Abstract: As diffusion-based deep generative models gain prevalence, researchers are actively investigating their potential applications across various domains, including music synthesis and style alteration. Within this work, we are interested in timbre transfer, a process that involves seamlessly altering the instrumental characteristics of musical pieces while preserving essential musical elements. This paper introduces WaveTransfer, an end-to-end diffusion model designed for timbre transfer. We specifically employ the bilateral denoising diffusion model (BDDM) for noise scheduling search. Our model is capable of conducting timbre transfer between audio mixtures as well as individual instruments. Notably, it exhibits versatility in that it accommodates multiple types of timbre transfer between unique instrument pairs in a single model, eliminating the need for separate model training for each pairing. Furthermore, unlike recent works limited to 16 kHz, WaveTransfer can be trained at various sampling rates, including the industry-standard 44.1 kHz, a feature of particular interest to the music community.
Contents
- A. Subjective Evaluation
- B. Listening Samples
- References
A. Subjective Evaluation
I. Test Description
The subjective test, which you can access via this link (please note that your responses will not be saved), is designed to evaluate mixture-to-mixture timbre transfer at 16 kHz. It consists of 10 questions, with half focusing on the timbre transfer from piano-strings to vibraphone-clarinet, and the other half on the transfer from vibraphone-clarinet to piano-strings. Each question includes 7 conditions:
- Reference audio
- DiffTransfer
- Music-STAR
- WT16globalwith both WG-6 and BDDM-20-generated noise schedules
- WT16mix with both WG-6 and BDDM-20-generated noise schedules
Participants rate the conditions on a scale from 0 (worst score) to 100 (best score) based on their perception of the quality of the timbre transfer, without knowing that a hidden reference is included in each set. The order of the questions and the conditions within each question are randomized for each participant.
II. Results and Analysis
Responses were collected from 10 participants, 80% of whom have several years of musical experience. We show hereafter the results computed using the raw scores.

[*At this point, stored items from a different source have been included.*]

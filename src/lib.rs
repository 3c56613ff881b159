//! # Sheets Proxy - CORS forwarder for a spreadsheet script backend
//!
//! A serverless-style function that relays browser GET/POST calls to a
//! spreadsheet-backed script deployment, reachable only through an
//! allow-listed pair of hostnames, and returns the backend's reply with the
//! CORS headers a browser needs to read it.
//!
//! ## Architecture
//!
//! ```text
//! ┌──────────────┐   JSON event    ┌──────────────────────────────────────┐
//! │   Platform   │ ──────────────▶ │                                      │
//! │  invocation  │                 │              Forwarder               │
//! └──────────────┘                 │  preflight ─▶ method gate ─▶ params  │
//! ┌──────────────┐   HTTP request  │  ─▶ target allow-list ─▶ dispatch    │
//! │ ProxyServer  │ ──────────────▶ │  ─▶ response mapping (+ CORS)        │
//! │   (local)    │                 └──────────────────┬───────────────────┘
//! └──────────────┘                                    │ Upstream
//!                                                     ▼
//!                           script.google.com / script.googleusercontent.com
//! ```
//!
//! ## Usage
//!
//! ```rust,no_run
//! use sheets_proxy::prelude::*;
//!
//! #[tokio::main]
//! async fn main() -> Result<(), Box<dyn std::error::Error + Send + Sync>> {
//!     let forwarder = Forwarder::http(None)?;
//!
//!     let request = InboundRequest::new(Method::Get, "/")
//!         .query("url", "https://script.google.com/macros/s/ABC/exec")
//!         .query("action", "getData");
//!
//!     let response = forwarder.handle(request).await;
//!     println!("{} {:?}", response.status, response.text_body());
//!     Ok(())
//! }
//! ```
//!
//! ## Status codes
//!
//! | Condition                      | Status                 |
//! |--------------------------------|------------------------|
//! | OPTIONS preflight              | 204                    |
//! | method not GET/POST            | 405                    |
//! | missing `url` or `action`      | 400                    |
//! | invalid or disallowed target   | 400                    |
//! | transport failure              | 502                    |
//! | otherwise                      | upstream's, unchanged  |

pub mod event;
pub mod http;
pub mod proxy;
pub mod runtime;

/// Re-export commonly used types.
pub mod prelude {
    pub use crate::event::{invoke, FunctionEvent, FunctionResult};
    pub use crate::http::{InboundRequest, Method, ProxyResponse, StatusCode};
    pub use crate::proxy::{
        AllowList, Forwarder, HttpUpstream, OutboundRequest, ProxyError, Upstream,
        UpstreamResponse,
    };
    pub use crate::runtime::{ProxyServer, ServerConfig};
    pub use async_trait::async_trait;
}

// Re-export for convenience
pub use http::{InboundRequest, ProxyResponse};
pub use proxy::{Forwarder, ProxyError};
pub use runtime::{ProxyServer, ServerConfig};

| Model | Mean ± Margin of Error | 
|---|---|
| Reference | 87.57 ± 2.71 | 
| DiffTransfer | 29.81 ± 3.74 | 
| Music-STAR | 23.46 ± 3.20 | 
| WTglobal16 with BDDM-20 | 53.72 ± 3.78 | 
| WTglobal16 with WG-6 | 55.12 ± 3.58 | 
| WTmix16 with BDDM-20 | 64.84 ± 4.01 | 
| WTmix16 with WG-6 | 57.48 ± 3.91 | 
The boxplot presented below summarizes five key statistics: the minimum, first quartile (Q1), median, third quartile (Q3), and maximum. The central box represents the interquartile range (IQR), containing the middle 50% of the data, with the bottom of the box marking Q1, the top marking Q3, and the line inside indicating the median. The whiskers extend from the box to the smallest and largest values within 1.5 times the IQR from Q1 and Q3, respectively. Data points outside the whiskers are considered outliers and are typically shown as individual dots.
 
As can be noticed from the results, WaveTransfer exhibits the highest timbre transfer quality compared to DiffTransfer and Music-STAR.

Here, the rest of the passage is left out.